Material shown below:
//! Request tagging so that only the latest response of each kind is applied.

#[derive(Debug, Clone, Copy, PartialEq, Eq, PartialOrd, Ord, Hash)]
/// Tag attached to an issued request.
pub struct RequestTag(u64);

#[derive(Debug, Default)]
/// Issues monotonically increasing tags and remembers the latest one.
pub struct RequestSequencer {
    latest: u64,
}

impl RequestSequencer {
    /// Issue a new tag, superseding every tag issued before.
    pub fn issue(&mut self) -> RequestTag {
        self.latest += 1;
        RequestTag(self.latest)
    }

    /// Whether `tag` is the most recently issued one.
    #[must_use]
    pub fn is_current(&self, tag: RequestTag) -> bool {
        tag.0 == self.latest
    }

    /// Invalidate every outstanding tag without issuing a new request.
    pub fn cancel(&mut self) {
        self.latest += 1;
    }
}
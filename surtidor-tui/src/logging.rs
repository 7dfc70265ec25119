use std::{fs::File, io, path::Path, sync::Mutex};

use anyhow::{Context, Result};
use tracing_subscriber::EnvFilter;

/// Install the global subscriber, filtered by `RUST_LOG` (default `info`).
///
/// Logs go to `log_file` when given. Otherwise listings log to stderr and the
/// interactive UI, which owns the terminal, installs nothing.
pub(crate) fn init(log_file: Option<&Path>, interactive: bool) -> Result<()> {
    let filter = EnvFilter::try_from_default_env().unwrap_or_else(|_| EnvFilter::new("info"));
    let builder = tracing_subscriber::fmt().with_env_filter(filter);

    match log_file {
        Some(path) => {
            let file = File::create(path)
                .with_context(|| format!("cannot open log file {}", path.display()))?;
            builder.with_ansi(false).with_writer(Mutex::new(file)).init();
        }
        None if !interactive => builder.with_writer(io::stderr).init(),
        None => {}
    }
    Ok(())
}
use thiserror::Error;

/// Result type for pipeline construction
pub type Result<T> = std::result::Result<T, PipelineError>;

/// Errors detected while building a pipeline
///
/// These are the only errors the crate defines. Nothing fails mid-stream: user
/// transforms and generators are expected to be total.
#[derive(Error, Debug, Clone, PartialEq, Eq)]
pub enum PipelineError {
    /// No stages were given
    #[error("Cannot build a pipeline with no stages")]
    EmptyPipeline,

    /// A stage slot was left empty
    #[error("Stage {index} is missing")]
    NilStage { index: usize },

    /// A source stage was placed somewhere other than the head of the pipeline
    #[error("Producer stage found at position {index}; producers must come first")]
    ProducerPlacement { index: usize },
}

#[cfg(test)]
mod tests {
    use super::*;

    #[test]
    fn test_error_messages() {
        assert_eq!(
            PipelineError::EmptyPipeline.to_string(),
            "Cannot build a pipeline with no stages"
        );
        assert_eq!(
            PipelineError::NilStage { index: 2 }.to_string(),
            "Stage 2 is missing"
        );
        assert!(PipelineError::ProducerPlacement { index: 1 }
            .to_string()
            .contains("position 1"));
    }
}
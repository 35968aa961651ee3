use crate::branch::{merge_branches, spawn_worker};
use crate::metrics::StageMetrics;
use crate::pipeline::Pipeline;
use crate::stage::{Stage, StageKind, StageRef};
use crate::stream::{bounded, Stream};
use log::{debug, trace};
use std::fmt;
use std::sync::Arc;

/// Routing decision for an [`LRFilter`]: `true` sends a value left
pub type Predicate<T> = Arc<dyn Fn(&T) -> bool + Send + Sync>;

/// Left/right filter: routes each value to one of two pipelines depending on
/// a predicate, and merges what both pipelines emit.
///
/// Order is kept within each route, not across them.
pub struct LRFilter<T> {
    predicate: Option<Predicate<T>>,
    left: Arc<Pipeline<T>>,
    right: Arc<Pipeline<T>>,
    metrics: StageMetrics,
}

impl<T> fmt::Debug for LRFilter<T> {
    fn fmt(&self, f: &mut fmt::Formatter<'_>) -> fmt::Result {
        f.debug_struct("LRFilter")
            .field("has_predicate", &self.predicate.is_some())
            .field("left_stages", &self.left.len())
            .field("right_stages", &self.right.len())
            .finish()
    }
}

impl<T: Send + 'static> LRFilter<T> {
    pub fn new<P>(predicate: P, left: Pipeline<T>, right: Pipeline<T>) -> Self
    where
        P: Fn(&T) -> bool + Send + Sync + 'static,
    {
        Self::from_predicate(Some(Arc::new(predicate)), left, right)
    }

    /// Without a predicate the filter passes its input through
    pub fn from_predicate(
        predicate: Option<Predicate<T>>,
        left: Pipeline<T>,
        right: Pipeline<T>,
    ) -> Self {
        Self {
            predicate,
            left: Arc::new(left),
            right: Arc::new(right),
            metrics: StageMetrics::new(),
        }
    }

    pub fn metrics(&self) -> &StageMetrics {
        &self.metrics
    }

    fn routes_to_nothing(&self) -> bool {
        (self.left.is_empty() && self.right.is_empty())
            || (self.left.has_nil_stage() && self.right.has_nil_stage())
    }
}

impl<T: Send + 'static> Stage<T> for LRFilter<T> {
    fn run(&self, input: Stream<T>) -> Stream<T> {
        let Some(predicate) = self.predicate.as_ref() else {
            return input;
        };
        if self.routes_to_nothing() || input.is_detached() {
            return input;
        }

        let capacity = input.capacity();
        let (left_tx, left_rx) = bounded(capacity / 2 + 1);
        let (right_tx, right_rx) = bounded(capacity / 2 + 1);

        let left: StageRef<T> = self.left.clone();
        let right: StageRef<T> = self.right.clone();
        let output = merge_branches(
            vec![(left, left_rx), (right, right_rx)],
            capacity,
            &self.metrics,
            "lr_filter",
        );

        let predicate = Arc::clone(predicate);
        spawn_worker(&self.metrics, move || {
            let (mut lefts, mut rights) = (0u64, 0u64);
            for value in input {
                let sent = if predicate(&value) {
                    lefts += 1;
                    left_tx.send(value)
                } else {
                    rights += 1;
                    right_tx.send(value)
                };
                if sent.is_err() {
                    debug!("lr_filter: route closed, value discarded");
                }
            }
            trace!("lr_filter: routed {} left, {} right", lefts, rights);
        });

        output
    }

    fn kind(&self) -> StageKind {
        StageKind::LRFilter
    }

    fn name(&self) -> &str {
        "lr_filter"
    }
}

#[cfg(test)]
mod tests {
    use super::*;
    use crate::consumer::Consumer;
    use crate::stage::StageExt;

    fn identity() -> Pipeline<i32> {
        Pipeline::unchecked(vec![Consumer::new(1, |v: i32| v).slot()])
    }

    fn doubled() -> Pipeline<i32> {
        Pipeline::unchecked(vec![Consumer::new(1, |v: i32| v * 2).slot()])
    }

    #[test]
    fn test_lr_filter_routes() {
        let filter = LRFilter::new(|v: &i32| *v < 0, identity(), doubled());
        let (tx, rx) = bounded(0);
        let out = filter.run(rx);

        tx.send(21).unwrap();
        assert_eq!(out.recv(), Some(42));

        tx.send(-7).unwrap();
        assert_eq!(out.recv(), Some(-7));

        tx.close();
        assert_eq!(out.recv(), None);
    }

    #[test]
    fn test_lr_filter_without_predicate_passthrough() {
        let filter = LRFilter::from_predicate(None, identity(), doubled());
        let (_tx, rx) = bounded(0);
        assert!(filter.run(rx.clone()).same_stream(&rx));
    }

    #[test]
    fn test_lr_filter_without_pipelines_passthrough() {
        let filter = LRFilter::new(|v: &i32| *v < 0, Pipeline::default(), Pipeline::default());
        let (_tx, rx) = bounded(0);
        assert!(filter.run(rx.clone()).same_stream(&rx));
    }

    #[test]
    fn test_lr_filter_invalid_pipelines_passthrough() {
        let broken = || Pipeline::unchecked(vec![Consumer::new(1, |v: i32| v).slot(), None]);
        let filter = LRFilter::new(|v: &i32| *v < 0, broken(), broken());
        let (_tx, rx) = bounded(0);
        assert!(filter.run(rx.clone()).same_stream(&rx));
    }

    #[test]
    fn test_lr_filter_debug_reports_routes() {
        let filter = LRFilter::new(|v: &i32| *v < 0, identity(), Pipeline::default());
        let rendered = format!("{:?}", filter);
        assert!(rendered.contains("left_stages: 1"));
        assert!(rendered.contains("right_stages: 0"));
    }

    #[test]
    fn test_lr_filter_single_empty_route_is_identity() {
        let filter = LRFilter::new(|v: &i32| *v < 0, Pipeline::default(), doubled());
        let (tx, rx) = bounded(0);
        let out = filter.run(rx);

        tx.send(-3).unwrap();
        assert_eq!(out.recv(), Some(-3));
        tx.send(3).unwrap();
        assert_eq!(out.recv(), Some(6));
        tx.close();
        assert_eq!(out.recv(), None);
    }
}
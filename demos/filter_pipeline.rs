//! Number processing pipeline demonstrating routing and fan-out
//!
//! Pipeline:
//! 1. Generate: Produces numbers 1-100
//! 2. Route: Even numbers are multiplied by 10, odd numbers are negated
//! 3. Mirror: A sampling branch sees whatever it can keep up with
//! 4. Aggregate: Sum all numbers on the main thread
//!
//! Usage: cargo run --example filter_pipeline --release

use std::sync::atomic::{AtomicU64, Ordering};
use std::sync::Arc;
use std::time::{Duration, Instant};
use stream_stages::{
    Consumer, LRFilter, Mirror, Pipeline, PipelineBuilder, Producer, Stage, StageExt, Stream,
};

fn main() -> Result<(), Box<dyn std::error::Error>> {
    println!("Number Processing Pipeline");
    println!("==========================");
    println!("Generating numbers 1-100, routing evens and odds, sampling on the side");
    println!();

    let start = Instant::now();
    let sampled = Arc::new(AtomicU64::new(0));
    let sampled_clone = Arc::clone(&sampled);

    let route = LRFilter::new(
        |n: &i64| n % 2 == 0,
        Pipeline::new(vec![Consumer::new(2, |n: i64| n * 10).slot()])?,
        Pipeline::new(vec![Consumer::new(2, |n: i64| -n).slot()])?,
    );

    // The sampler is slow on purpose; it never holds back the main path and
    // tags what it emits with zero so the sum below ignores it.
    let sampler = Consumer::new(1, move |_n: i64| {
        std::thread::sleep(Duration::from_millis(1));
        sampled_clone.fetch_add(1, Ordering::Relaxed);
        0
    });

    let mirror = Arc::new(Mirror::new(
        Consumer::new(1, |n: i64| n).slot(),
        vec![sampler.slot()],
    ));

    let pipeline = PipelineBuilder::new()
        .stage(Producer::from_iter(1, || 1..=100i64))
        .stage(route)
        .stage_ref(mirror.clone())
        .build()?;

    let mut sum = 0i64;
    let mut count = 0u64;
    for n in pipeline.run(Stream::detached()) {
        sum += n;
        count += 1;
        if count % 25 == 0 {
            println!("Running sum: {} (count: {})", sum, count);
        }
    }

    println!("\n=== Final Results ===");
    println!("Values received (including samples): {}", count);
    println!("Sampled by the mirror branch: {}", sampled.load(Ordering::Relaxed));
    println!("Sum: {}", sum);
    println!("Mirror: {}", mirror.metrics().snapshot().format());
    println!("\nPipeline execution time: {:.3}s", start.elapsed().as_secs_f64());

    Ok(())
}
//! Composable concurrent stream stages.
//!
//! Values flow through bounded, closable [`Stream`]s. A [`Stage`] turns one
//! stream into another, and operators combine stages:
//!
//! - [`Producer`] generates values, [`Consumer`] transforms them with a pool of workers
//! - [`Scale`] runs several replicas of a stage on a shared input
//! - [`Fork`] copies every value to every branch, blocking on the slowest
//! - [`Mirror`] copies to a primary branch and, best effort, to mirror branches
//! - [`LRFilter`] routes each value to one of two pipelines
//! - [`Pipeline`] chains stages
//!
//! Closing the input stream is the only shutdown signal. It propagates through
//! every stage until the final output closes, and every worker exits.
//!
//! User functions must not panic. A panic ends the worker running it; the
//! other workers carry on and the stage output still closes.
//!
//! # Example
//!
//! ```ignore
//! use stream_stages::{bounded, Consumer, Fork, Pipeline, Stage, StageExt};
//!
//! let pipeline = Pipeline::new(vec![
//!     Consumer::new(4, |v: i64| v + 1).slot(),
//!     Fork::new(vec![
//!         Consumer::new(1, |v: i64| v * 2).slot(),
//!         Consumer::new(1, |v: i64| v * 3).slot(),
//!     ])
//!     .slot(),
//! ])?;
//!
//! let (input, source) = bounded(32);
//! let output = pipeline.run(source);
//! input.send(1).unwrap();
//! input.close();
//! let results: Vec<i64> = output.into_iter().collect();
//! ```

mod branch;
pub mod config;
pub mod consumer;
pub mod error;
pub mod filter;
pub mod fork;
pub mod metrics;
pub mod multiplex;
pub mod pipeline;
pub mod producer;
pub mod scale;
pub mod stage;
pub mod stream;

// Re-exports for convenience
pub use config::{PipelineConfig, ProducerPlacement, DEFAULT_BUFFER_CAPACITY};
pub use consumer::{Consumer, Transform};
pub use error::{PipelineError, Result};
pub use filter::{LRFilter, Predicate};
pub use fork::{Fork, Mirror};
pub use metrics::{LatencyWindow, MetricsSnapshot, StageMetrics};
pub use multiplex::{drain, duplicate, duplicate_best_effort, duplicate_blocking, Delivery, Outlet};
pub use pipeline::{Pipeline, PipelineBuilder};
pub use producer::{Generator, Producer};
pub use scale::Scale;
pub use stage::{stage_fn, Passthrough, Stage, StageExt, StageFn, StageKind, StageRef, StageSlot};
pub use stream::{bounded, OverflowPolicy, Stream, StreamWriter};

/// Library version
pub const VERSION: &str = env!("CARGO_PKG_VERSION");
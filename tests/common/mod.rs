#![allow(dead_code)]

use crossbeam::channel::RecvTimeoutError;
use std::thread;
use std::time::{Duration, Instant};
use stream_stages::StageMetrics;

/// Route `log` output through the test harness
pub fn init_logging() {
    let _ = env_logger::builder().is_test(true).try_init();
}

/// Run `work` on a separate thread and panic if it has not finished within
/// `timeout`.
pub fn fail_if_timeout<F>(name: &str, timeout: Duration, work: F)
where
    F: FnOnce() + Send + 'static,
{
    let (done_tx, done_rx) = crossbeam::channel::bounded::<()>(1);
    thread::spawn(move || {
        work();
        let _ = done_tx.send(());
    });
    match done_rx.recv_timeout(timeout) {
        Ok(()) => {}
        Err(RecvTimeoutError::Timeout) => panic!("{} timed out (> {:?})", name, timeout),
        Err(RecvTimeoutError::Disconnected) => panic!("{} panicked", name),
    }
}

/// Wait until every worker tracked by `metrics` has returned
pub fn wait_until_idle(metrics: &StageMetrics, timeout: Duration) -> bool {
    let deadline = Instant::now() + timeout;
    while Instant::now() < deadline {
        if metrics.active_workers() == 0 {
            return true;
        }
        thread::sleep(Duration::from_millis(1));
    }
    false
}
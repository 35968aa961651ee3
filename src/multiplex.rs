//! Low-level helpers that consume one stream and feed zero or more others.
//!
//! The fan-out operators are built on these. They are public so hosts can wire
//! custom stages the same way.

use crate::metrics::StageMetrics;
use crate::stream::{OverflowPolicy, SendTimeoutError, Stream, StreamWriter, TrySendError};
use log::debug;

/// Consume and discard every value until `input` closes.
///
/// Returns the number of discarded values. A detached stream has no writer to
/// unblock, so it is returned from immediately.
pub fn drain<T>(input: Stream<T>) -> u64 {
    if input.is_detached() {
        return 0;
    }
    input.into_iter().fold(0, |count, _| count + 1)
}

/// Destination of a duplicator together with how it handles a full buffer
#[derive(Debug)]
pub struct Outlet<T> {
    writer: StreamWriter<T>,
    policy: OverflowPolicy,
}

impl<T> Outlet<T> {
    /// Outlet with an explicit overflow policy
    pub fn new(writer: StreamWriter<T>, policy: OverflowPolicy) -> Self {
        Self { writer, policy }
    }

    /// Outlet that waits for room on every value
    pub fn blocking(writer: StreamWriter<T>) -> Self {
        Self::new(writer, OverflowPolicy::Block)
    }

    /// Outlet that drops a value if it cannot be accepted immediately
    pub fn best_effort(writer: StreamWriter<T>) -> Self {
        Self::new(writer, OverflowPolicy::Drop)
    }

    fn deliver(&self, value: T, metrics: &StageMetrics) -> Outcome {
        match self.policy {
            OverflowPolicy::Block => match self.writer.try_send(value) {
                Ok(()) => Outcome::Delivered,
                Err(TrySendError::Full(value)) => {
                    metrics.record_block();
                    match self.writer.send(value) {
                        Ok(()) => Outcome::Delivered,
                        Err(_) => Outcome::Gone,
                    }
                }
                Err(TrySendError::Disconnected(_)) => Outcome::Gone,
            },
            OverflowPolicy::Drop => match self.writer.try_send(value) {
                Ok(()) => Outcome::Delivered,
                Err(TrySendError::Full(_)) => Outcome::Dropped,
                Err(TrySendError::Disconnected(_)) => Outcome::Gone,
            },
            OverflowPolicy::DropAfter(grace) => match self.writer.send_timeout(value, grace) {
                Ok(()) => Outcome::Delivered,
                Err(SendTimeoutError::Timeout(_)) => Outcome::Dropped,
                Err(SendTimeoutError::Disconnected(_)) => Outcome::Gone,
            },
        }
    }
}

enum Outcome {
    Delivered,
    Dropped,
    Gone,
}

/// What a duplicator did with the values it read
#[derive(Debug, Clone, Default, PartialEq, Eq)]
pub struct Delivery {
    /// Values read from the input
    pub received: u64,
    /// Per outlet, values accepted
    pub delivered: Vec<u64>,
    /// Per outlet, values dropped because the outlet was full
    pub dropped: Vec<u64>,
}

impl Delivery {
    fn new(outlets: usize) -> Self {
        Self {
            received: 0,
            delivered: vec![0; outlets],
            dropped: vec![0; outlets],
        }
    }

    /// Total values dropped across all outlets
    pub fn total_dropped(&self) -> u64 {
        self.dropped.iter().sum()
    }
}

/// Copy every value of `input` to each outlet according to its policy, then
/// close every outlet once `input` closes.
///
/// Outlets see values in input order. An outlet whose readers are all gone is
/// closed and skipped from then on; the input keeps being consumed so the
/// upstream never stalls on a duplicator with nowhere to send.
pub fn duplicate<T: Clone>(input: Stream<T>, outlets: Vec<Outlet<T>>) -> Delivery {
    duplicate_tracked(input, outlets, &StageMetrics::new())
}

/// Full backpressure: every output gets every value, and the slowest output
/// paces the input.
pub fn duplicate_blocking<T: Clone>(input: Stream<T>, outputs: Vec<StreamWriter<T>>) -> Delivery {
    duplicate(input, outputs.into_iter().map(Outlet::blocking).collect())
}

/// Best effort: each output gets a value only if it can take it immediately.
/// The input is never held back by a full output.
pub fn duplicate_best_effort<T: Clone>(
    input: Stream<T>,
    outputs: Vec<StreamWriter<T>>,
) -> Delivery {
    duplicate(input, outputs.into_iter().map(Outlet::best_effort).collect())
}

pub(crate) fn duplicate_tracked<T: Clone>(
    input: Stream<T>,
    outlets: Vec<Outlet<T>>,
    metrics: &StageMetrics,
) -> Delivery {
    let mut delivery = Delivery::new(outlets.len());
    let mut slots: Vec<Option<Outlet<T>>> = outlets.into_iter().map(Some).collect();

    for value in input.iter() {
        delivery.received += 1;
        let Some(last) = slots.iter().rposition(Option::is_some) else {
            continue;
        };

        let mut value = Some(value);
        for idx in 0..=last {
            let Some(outlet) = slots[idx].as_ref() else {
                continue;
            };
            let item = if idx == last {
                value.take()
            } else {
                value.clone()
            };
            let Some(item) = item else {
                break;
            };

            match outlet.deliver(item, metrics) {
                Outcome::Delivered => delivery.delivered[idx] += 1,
                Outcome::Dropped => {
                    delivery.dropped[idx] += 1;
                    metrics.record_dropped(1);
                }
                Outcome::Gone => {
                    debug!("duplicate: outlet {} has no reader left, retiring it", idx);
                    slots[idx] = None;
                }
            }
        }
    }

    // Dropping the outlets closes every duplicated stream.
    drop(slots);
    delivery
}
use crate::stream::Stream;
use std::sync::Arc;

/// Which operator a stage is
#[derive(Debug, Clone, Copy, PartialEq, Eq)]
pub enum StageKind {
    Producer,
    Consumer,
    Scale,
    Fork,
    Mirror,
    LRFilter,
    Pipeline,
    /// Any stage defined outside this crate
    Custom,
}

/// A composable step: turns an input stream into an output stream.
///
/// `run` must return promptly; the work happens on threads it spawns. The
/// returned stream must close once `input` is closed and drained, and not
/// before. Operators in this crate cope with stages that close early, but a
/// stage that never closes stalls everything downstream of it.
///
/// `run` may be called several times, concurrently (see [`crate::Scale`]), so
/// each call wires up its own streams and workers.
pub trait Stage<T>: Send + Sync {
    /// Start the stage against `input` and return its output
    fn run(&self, input: Stream<T>) -> Stream<T>;

    fn kind(&self) -> StageKind {
        StageKind::Custom
    }

    /// Whether the stage generates values rather than transforming its input
    fn is_source(&self) -> bool {
        self.kind() == StageKind::Producer
    }

    /// Get a human-readable name for this stage
    fn name(&self) -> &str {
        "stage"
    }
}

/// Shared handle to a stage
pub type StageRef<T> = Arc<dyn Stage<T>>;

/// A position in a stage list. `None` is a missing stage; lists holding one are
/// rejected by [`crate::Pipeline::new`] and treated as pass-through elsewhere.
pub type StageSlot<T> = Option<StageRef<T>>;

/// Conversions from a concrete stage into the shared forms operators take
pub trait StageExt<T>: Stage<T> + Sized + 'static {
    fn shared(self) -> StageRef<T> {
        Arc::new(self)
    }

    fn slot(self) -> StageSlot<T> {
        Some(self.shared())
    }
}

impl<T, S: Stage<T> + 'static> StageExt<T> for S {}

pub(crate) fn has_nil_stage<T>(stages: &[StageSlot<T>]) -> bool {
    stages.iter().any(Option::is_none)
}

/// Adapts a plain function over streams into a stage
pub struct StageFn<F> {
    name: String,
    f: F,
}

impl<F> StageFn<F> {
    pub fn new(name: impl Into<String>, f: F) -> Self {
        Self {
            name: name.into(),
            f,
        }
    }
}

impl<T, F> Stage<T> for StageFn<F>
where
    F: Fn(Stream<T>) -> Stream<T> + Send + Sync,
{
    fn run(&self, input: Stream<T>) -> Stream<T> {
        (self.f)(input)
    }

    fn name(&self) -> &str {
        &self.name
    }
}

/// Shorthand for [`StageFn::new`] with a generic name
pub fn stage_fn<T, F>(f: F) -> StageFn<F>
where
    F: Fn(Stream<T>) -> Stream<T> + Send + Sync,
{
    StageFn::new("stage_fn", f)
}

/// A stage that hands its input back untouched
#[derive(Debug, Clone, Copy, Default)]
pub struct Passthrough;

impl<T> Stage<T> for Passthrough {
    fn run(&self, input: Stream<T>) -> Stream<T> {
        input
    }

    fn name(&self) -> &str {
        "passthrough"
    }
}

#[cfg(test)]
mod tests {
    use super::*;
    use crate::stream::bounded;

    #[test]
    fn test_passthrough_stage() {
        let (tx, rx) = bounded(1);
        let out = Passthrough.run(rx.clone());
        assert!(out.same_stream(&rx));
        tx.send(3).unwrap();
        assert_eq!(out.recv(), Some(3));
    }

    #[test]
    fn test_stage_fn() {
        let stage = stage_fn(|input: Stream<i32>| input);
        let (_tx, rx) = bounded(1);
        assert!(stage.run(rx.clone()).same_stream(&rx));
        assert_eq!(Stage::<i32>::kind(&stage), StageKind::Custom);
        assert!(!Stage::<i32>::is_source(&stage));
    }

    #[test]
    fn test_nil_stage_detection() {
        let stages: Vec<StageSlot<i32>> = vec![Passthrough.slot(), None];
        assert!(has_nil_stage(&stages));
        assert!(!has_nil_stage(&stages[..1]));
    }
}
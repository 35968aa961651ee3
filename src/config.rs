//! Construction-time settings shared by every operator.

use crate::stream::OverflowPolicy;

/// Buffer capacity used when a caller does not pick one
pub const DEFAULT_BUFFER_CAPACITY: usize = 32;

/// Where source stages may appear inside a pipeline
#[derive(Debug, Clone, Copy, PartialEq, Eq, Default)]
pub enum ProducerPlacement {
    /// A producer may only be the first stage
    #[default]
    FirstOnly,
    /// Producers are accepted at any position
    Anywhere,
}

/// Settings threaded through operator constructors
#[derive(Debug, Clone, PartialEq, Eq)]
pub struct PipelineConfig {
    /// Capacity of the output stream of producers and consumers
    pub buffer_capacity: usize,
    /// Placement rule checked by [`crate::Pipeline::with_config`]
    pub producer_placement: ProducerPlacement,
    /// How mirror branches of a [`crate::Mirror`] treat a full input
    pub mirror_overflow: OverflowPolicy,
}

impl PipelineConfig {
    /// Same as [`PipelineConfig::default`]
    pub fn new() -> Self {
        Self::default()
    }

    /// Set the capacity of streams created by stages
    pub fn with_buffer_capacity(mut self, capacity: usize) -> Self {
        self.buffer_capacity = capacity;
        self
    }

    /// Set where producers may appear in a pipeline
    pub fn with_producer_placement(mut self, placement: ProducerPlacement) -> Self {
        self.producer_placement = placement;
        self
    }

    /// Set how mirror branches treat a full input
    pub fn with_mirror_overflow(mut self, policy: OverflowPolicy) -> Self {
        self.mirror_overflow = policy;
        self
    }
}

impl Default for PipelineConfig {
    fn default() -> Self {
        Self {
            buffer_capacity: DEFAULT_BUFFER_CAPACITY,
            producer_placement: ProducerPlacement::FirstOnly,
            mirror_overflow: OverflowPolicy::Drop,
        }
    }
}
End of Material shown.
● Task directions:
In the data above, how many lines hold the string "issued"? Give the number by itself.

● Answer section:
3